China Steel Corp (CSC, 中鋼), the nation’s largest steelmaker, yesterday posted pretax losses of NT$509.43 million (US$16.94 million) for last month, leading to first-quarter losses of NT$2.57 billion, due to dwindling shipments and lower prices amid the COVID-19 pandemic.
CSC made a pretax profit of NT$5.13 billion in March last year.
Last month’s pretax losses were an improvement from February’s losses of NT$794.43 million.
Photo: Lin Ching-hua, Taipei Times
Sales last month fell 15.74 percent year-on-year to NT$27.75 billion, bringing last quarter’s sales down 19.03 percent to NT$77.92 billion.
Blaming the fall on the pandemic, which cast a pall over market demand, the state-run company said that high costs associated with raw materials, such as coking coal and iron ore, further exacerbated its losses.
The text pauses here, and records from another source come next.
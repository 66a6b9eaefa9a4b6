//! Assertion primitives
//!
//! Every assertion fails fast with a message naming the selector or claim,
//! the expectation and the observed value.

use serde_json::Value;
use tracing::debug;

use crate::browser::BrowserPage;
use crate::dom;
use crate::error::{E2eError, E2eResult};
use crate::token::ClaimSet;

/// Trimmed `textContent` equals `expected`.
pub async fn text_equals(page: &dyn BrowserPage, selector: &str, expected: &str) -> E2eResult<()> {
    let actual = dom::text_content(page, selector).await?;
    let actual = actual.trim();
    if actual != expected {
        return Err(E2eError::assertion(format!(
            "text of {}: expected {:?}, got {:?}",
            selector, expected, actual
        )));
    }
    debug!("text of {} == {:?}", selector, expected);
    Ok(())
}

/// Trimmed rendered `innerText` equals `expected`; hidden descendants
/// do not count.
pub async fn inner_text_equals(page: &dyn BrowserPage, selector: &str, expected: &str) -> E2eResult<()> {
    let actual = dom::inner_text(page, selector).await?;
    let actual = actual.trim();
    if actual != expected {
        return Err(E2eError::assertion(format!(
            "rendered text of {}: expected {:?}, got {:?}",
            selector, expected, actual
        )));
    }
    Ok(())
}

/// Rendered text contains `expected`.
pub async fn text_contains(page: &dyn BrowserPage, selector: &str, expected: &str) -> E2eResult<()> {
    let actual = dom::inner_text(page, selector).await?;
    if !actual.contains(expected) {
        return Err(E2eError::assertion(format!(
            "text of {}: expected to contain {:?}, got {:?}",
            selector,
            expected,
            actual.trim()
        )));
    }
    debug!("text of {} contains {:?}", selector, expected);
    Ok(())
}

pub async fn visible(page: &dyn BrowserPage, selector: &str) -> E2eResult<()> {
    if !dom::is_visible(page, selector).await {
        return Err(E2eError::assertion(format!("{} is not visible", selector)));
    }
    Ok(())
}

pub async fn not_visible(page: &dyn BrowserPage, selector: &str) -> E2eResult<()> {
    if dom::is_visible(page, selector).await {
        return Err(E2eError::assertion(format!("{} is visible but should not be", selector)));
    }
    Ok(())
}

pub async fn element_exists(page: &dyn BrowserPage, selector: &str) -> E2eResult<()> {
    if !dom::element_exists(page, selector).await {
        return Err(E2eError::NotFound(selector.to_string()));
    }
    Ok(())
}

pub async fn element_absent(page: &dyn BrowserPage, selector: &str) -> E2eResult<()> {
    if dom::element_exists(page, selector).await {
        return Err(E2eError::assertion(format!("{} exists but should not", selector)));
    }
    Ok(())
}

/// The current URL carries a non-empty `name` parameter; returns its value.
pub async fn url_parameter(page: &dyn BrowserPage, name: &str) -> E2eResult<String> {
    match dom::query_parameter(page, name).await? {
        Some(value) if !value.is_empty() => {
            debug!("URL parameter {} = {}", name, value);
            Ok(value)
        }
        _ => {
            let url = page.current_url().await.unwrap_or_default();
            Err(E2eError::assertion(format!(
                "URL parameter '{}' missing from {}",
                name, url
            )))
        }
    }
}

/// Service tickets are issued as `ST-...`.
pub fn ticket_shape(ticket: &str) -> E2eResult<()> {
    if ticket.starts_with("ST-") && ticket.len() > 3 {
        Ok(())
    } else {
        Err(E2eError::assertion(format!(
            "ticket {:?} is not a service ticket (expected ST- prefix)",
            ticket
        )))
    }
}

pub fn claim_present(claims: &ClaimSet, name: &str) -> E2eResult<()> {
    if !claims.is_present(name) {
        return Err(E2eError::assertion(format!(
            "claim '{}' must be present; claims: [{}]",
            name,
            claims.names().collect::<Vec<_>>().join(", ")
        )));
    }
    Ok(())
}

/// A released claim that was not requested is an information leak and
/// fails exactly like a missing one.
pub fn claim_absent(claims: &ClaimSet, name: &str) -> E2eResult<()> {
    if !claims.is_absent(name) {
        let value = claims.get(name).cloned().unwrap_or(Value::Null);
        return Err(E2eError::assertion(format!(
            "claim '{}' must be absent but was released with value {}",
            name, value
        )));
    }
    Ok(())
}

/// Element count of an array or object, or char count of a string.
pub fn json_length(name: &str, value: &Value, expected: usize) -> E2eResult<()> {
    let actual = match value {
        Value::Array(items) => items.len(),
        Value::Object(map) => map.len(),
        Value::String(s) => s.chars().count(),
        other => {
            return Err(E2eError::assertion(format!(
                "'{}' has no length: {}",
                name, other
            )))
        }
    };
    if actual != expected {
        return Err(E2eError::assertion(format!(
            "'{}': expected length {}, got {}: {}",
            name, expected, actual, value
        )));
    }
    Ok(())
}

/// Check both lists; stops at the first violation.
pub fn claims(claims: &ClaimSet, present: &[String], absent: &[String]) -> E2eResult<()> {
    for name in present {
        claim_present(claims, name)?;
    }
    for name in absent {
        claim_absent(claims, name)?;
    }
    Ok(())
}

#[cfg(test)]
mod tests {
    use super::*;
    use serde_json::json;

    fn id_token_claims() -> ClaimSet {
        ClaimSet::from_value(json!({
            "sub": "casuser",
            "client_id": "client",
            "preferred_username": "casuser",
            "cn": "CAS",
            "family_name": "User",
            "name": "CAS User"
        }))
        .unwrap()
    }

    #[test]
    fn test_presence_and_absence_hold() {
        let present: Vec<String> = ["sub", "client_id", "preferred_username", "cn", "family_name", "name"]
            .iter()
            .map(|s| s.to_string())
            .collect();
        let absent: Vec<String> = ["identity-name", "common-name", "lastname"]
            .iter()
            .map(|s| s.to_string())
            .collect();
        claims(&id_token_claims(), &present, &absent).unwrap();
    }

    #[test]
    fn test_leaked_claim_fails_like_missing_claim() {
        let leaked = ClaimSet::from_value(json!({ "sub": "casuser", "lastname": "User" })).unwrap();
        let leak = claim_absent(&leaked, "lastname").unwrap_err();
        let missing = claim_present(&leaked, "family_name").unwrap_err();
        assert_eq!(leak.kind(), missing.kind());
        assert!(leak.to_string().contains("\"User\""));
        assert!(missing.to_string().contains("family_name"));
    }

    #[test]
    fn test_json_length() {
        assert!(json_length("remaining", &json!([]), 0).is_ok());
        let err = json_length("remaining", &json!([{ "id": 1, "principal": "casuser" }]), 0).unwrap_err();
        assert_eq!(err.kind(), "assertion_failure");
        assert!(err.to_string().contains("casuser"));
        assert!(json_length("token", &json!({ "a": 1, "b": 2 }), 2).is_ok());
        assert!(json_length("expires_in", &json!(28800), 0).is_err());
    }

    #[test]
    fn test_ticket_shape() {
        assert!(ticket_shape("ST-1-abcdefg-cas").is_ok());
        assert!(ticket_shape("TGT-1-abc").is_err());
        assert!(ticket_shape("ST-").is_err());
    }
}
The steel industry, which has suffered immensely due to the US and China trade dispute last year as businesses across the globe increasingly shelved investments, has led the company to post 11 consecutive months of annual declines.
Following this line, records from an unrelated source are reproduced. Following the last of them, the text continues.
//! Scenario runner: one browser and one HTTP client per scenario

use std::path::PathBuf;
use std::sync::Arc;
use std::time::Instant;

use async_trait::async_trait;
use chrono::{DateTime, Utc};
use futures::stream::{self, StreamExt};
use serde::{Deserialize, Serialize};
use tracing::{debug, error, info, warn};

use crate::browser::{BrowserPage, ChromeSession};
use crate::config::{BrowserConfig, HarnessConfig};
use crate::error::{E2eError, E2eResult};
use crate::executor::StepExecutor;
use crate::http::HttpClient;
use crate::spec::{ScenarioSpec, ScenarioStep};

/// Opens a fresh, isolated browser page for each scenario
#[async_trait]
pub trait PageLauncher: Send + Sync {
    async fn launch(&self) -> E2eResult<Box<dyn BrowserPage>>;
}

/// Launches headless Chromium
pub struct ChromeLauncher {
    config: BrowserConfig,
}

impl ChromeLauncher {
    pub fn new(config: BrowserConfig) -> Self {
        Self { config }
    }
}

#[async_trait]
impl PageLauncher for ChromeLauncher {
    async fn launch(&self) -> E2eResult<Box<dyn BrowserPage>> {
        Ok(Box::new(ChromeSession::launch(&self.config).await?))
    }
}

#[derive(Debug, Clone, Copy, PartialEq, Eq, Serialize, Deserialize)]
#[serde(rename_all = "snake_case")]
pub enum Phase {
    Main,
    Cleanup,
}

/// Result of executing a step
#[derive(Debug, Clone, Serialize, Deserialize)]
pub struct StepResult {
    pub step_name: String,
    pub phase: Phase,
    pub success: bool,
    #[serde(default)]
    pub skipped: bool,
    pub duration_ms: u64,
    pub error: Option<String>,
    pub error_kind: Option<String>,
    pub screenshot_path: Option<PathBuf>,
    pub screenshot_sha256: Option<String>,
}

/// Result of running a single scenario
#[derive(Debug, Clone, Serialize, Deserialize)]
pub struct ScenarioResult {
    pub name: String,
    pub success: bool,
    pub duration_ms: u64,
    pub steps: Vec<StepResult>,
    pub error: Option<String>,
    pub error_kind: Option<String>,
    /// The scenario never started: HTTP client or browser could not be set up
    #[serde(default)]
    pub setup_failed: bool,
}

impl ScenarioResult {
    fn setup_failure(name: &str, err: &E2eError) -> Self {
        Self {
            name: name.to_string(),
            success: false,
            duration_ms: 0,
            steps: vec![],
            error: Some(err.to_string()),
            error_kind: Some(err.kind().to_string()),
            setup_failed: true,
        }
    }
}

/// Result of running all scenarios
#[derive(Debug, Clone, Serialize, Deserialize)]
pub struct SuiteResult {
    pub started_at: DateTime<Utc>,
    pub total: usize,
    pub passed: usize,
    pub failed: usize,
    pub duration_ms: u64,
    pub results: Vec<ScenarioResult>,
}

impl SuiteResult {
    pub fn success(&self) -> bool {
        self.failed == 0
    }

    /// True when any scenario failed before its first step
    pub fn setup_failed(&self) -> bool {
        self.results.iter().any(|r| r.setup_failed)
    }
}

/// Main scenario runner
pub struct ScenarioRunner {
    config: HarnessConfig,
    launcher: Arc<dyn PageLauncher>,
}

impl ScenarioRunner {
    /// Runner that launches headless Chromium per scenario
    pub fn new(config: HarnessConfig) -> Self {
        let launcher = Arc::new(ChromeLauncher::new(config.browser.clone()));
        Self { config, launcher }
    }

    /// Runner with a custom page source
    pub fn with_launcher(config: HarnessConfig, launcher: Arc<dyn PageLauncher>) -> Self {
        Self { config, launcher }
    }

    pub fn config(&self) -> &HarnessConfig {
        &self.config
    }

    /// Run scenarios, at most `jobs` at a time. Results keep input order.
    pub async fn run_all(&self, specs: &[ScenarioSpec], jobs: usize) -> SuiteResult {
        let started_at = Utc::now();
        let start = Instant::now();
        let jobs = jobs.max(1);

        info!("Running {} scenario(s) with {} job(s)...", specs.len(), jobs);

        let results: Vec<ScenarioResult> = stream::iter(specs)
            .map(|spec| self.run_scenario(spec))
            .buffered(jobs)
            .collect()
            .await;

        let passed = results.iter().filter(|r| r.success).count();
        let failed = results.len() - passed;
        let duration_ms = elapsed_ms(start);

        info!("");
        info!("Scenario results: {} passed, {} failed ({} ms)", passed, failed, duration_ms);

        SuiteResult {
            started_at,
            total: results.len(),
            passed,
            failed,
            duration_ms,
            results,
        }
    }

    /// Run one scenario: main steps until the first failure, then every
    /// cleanup step, then close the browser on every path.
    pub async fn run_scenario(&self, spec: &ScenarioSpec) -> ScenarioResult {
        let start = Instant::now();
        debug!("Running scenario: {}", spec.name);

        let http = match HttpClient::new(
            self.config.timeouts.http(),
            self.config.browser.ignore_certificate_errors,
        ) {
            Ok(http) => http,
            Err(e) => {
                error!("✗ {} - {}", spec.name, e);
                return ScenarioResult::setup_failure(&spec.name, &e);
            }
        };

        let mut page = match self.launcher.launch().await {
            Ok(page) => page,
            Err(e) => {
                error!("✗ {} - browser launch failed: {}", spec.name, e);
                return ScenarioResult::setup_failure(&spec.name, &e);
            }
        };

        let outcome = self.drive(spec, page.as_ref(), &http).await;

        if let Err(e) = page.close().await {
            warn!("[{}] browser close failed: {}", spec.name, e);
        }

        let (steps, failure, setup_failed) = match outcome {
            Ok((steps, failure)) => (steps, failure, false),
            Err(e) => (vec![], Some(e), true),
        };

        let duration_ms = elapsed_ms(start);
        match &failure {
            None => info!("✓ {} ({} ms)", spec.name, duration_ms),
            Some(e) => error!("✗ {} - {}", spec.name, e),
        }

        ScenarioResult {
            name: spec.name.clone(),
            success: failure.is_none(),
            duration_ms,
            steps,
            error_kind: failure.as_ref().map(|e| e.kind().to_string()),
            error: failure.map(|e| e.to_string()),
            setup_failed,
        }
    }

    /// Returns the step log and the first failure, main or cleanup.
    async fn drive(
        &self,
        spec: &ScenarioSpec,
        page: &dyn BrowserPage,
        http: &HttpClient,
    ) -> E2eResult<(Vec<StepResult>, Option<E2eError>)> {
        let base_url = spec.base_url.as_deref().unwrap_or(&self.config.base_url);
        let mut executor = StepExecutor::new(&spec.name, page, http, &self.config, base_url, &spec.dir)?;

        let mut steps = Vec::new();
        let mut failure = None;

        for step in &spec.steps {
            let (result, err) = run_step(&mut executor, &spec.name, step, Phase::Main).await;
            steps.push(result);
            if let Some(e) = err {
                failure = Some(e);
                break; // Stop on first failure
            }
        }

        for step in &spec.cleanup {
            let (result, err) = run_step(&mut executor, &spec.name, step, Phase::Cleanup).await;
            steps.push(result);
            if let Some(e) = err {
                failure.get_or_insert(e);
            }
        }

        Ok((steps, failure))
    }

    /// Write suite results to `<output_dir>/results.json`
    pub fn write_results(&self, results: &SuiteResult) -> E2eResult<PathBuf> {
        std::fs::create_dir_all(&self.config.output_dir)?;

        let path = self.config.output_dir.join("results.json");
        let json = serde_json::to_string_pretty(results)?;
        std::fs::write(&path, json)?;

        info!("Results written to: {}", path.display());
        Ok(path)
    }
}

async fn run_step(
    executor: &mut StepExecutor<'_>,
    scenario: &str,
    step: &ScenarioStep,
    phase: Phase,
) -> (StepResult, Option<E2eError>) {
    let start = Instant::now();
    let step_name = step.label();
    let outcome = executor.execute(step).await;
    let duration_ms = elapsed_ms(start);

    match outcome {
        Ok(outcome) => (
            StepResult {
                step_name,
                phase,
                success: true,
                skipped: outcome.skipped,
                duration_ms,
                error: None,
                error_kind: None,
                screenshot_path: outcome.screenshot_path,
                screenshot_sha256: outcome.screenshot_sha256,
            },
            None,
        ),
        Err(e) => {
            error!("[{}] step {} failed: {}", scenario, step_name, e);
            (
                StepResult {
                    step_name,
                    phase,
                    success: false,
                    skipped: false,
                    duration_ms,
                    error: Some(e.to_string()),
                    error_kind: Some(e.kind().to_string()),
                    screenshot_path: None,
                    screenshot_sha256: None,
                },
                Some(e),
            )
        }
    }
}

fn elapsed_ms(start: Instant) -> u64 {
    u64::try_from(start.elapsed().as_millis()).unwrap_or(u64::MAX)
}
The local market remained the company’s biggest source of revenue, as domestic deliveries of carbon steel made up 69 percent of its total shipments, which reached 962,092 tonnes last month.
It shipped 2.73 million tonnes of carbon steel in the first three months of the year.
While the company earlier this year raised quarterly price quotes for domestic deliveries next quarter, it has trimmed prices for next month and June to lend support to downstream customers.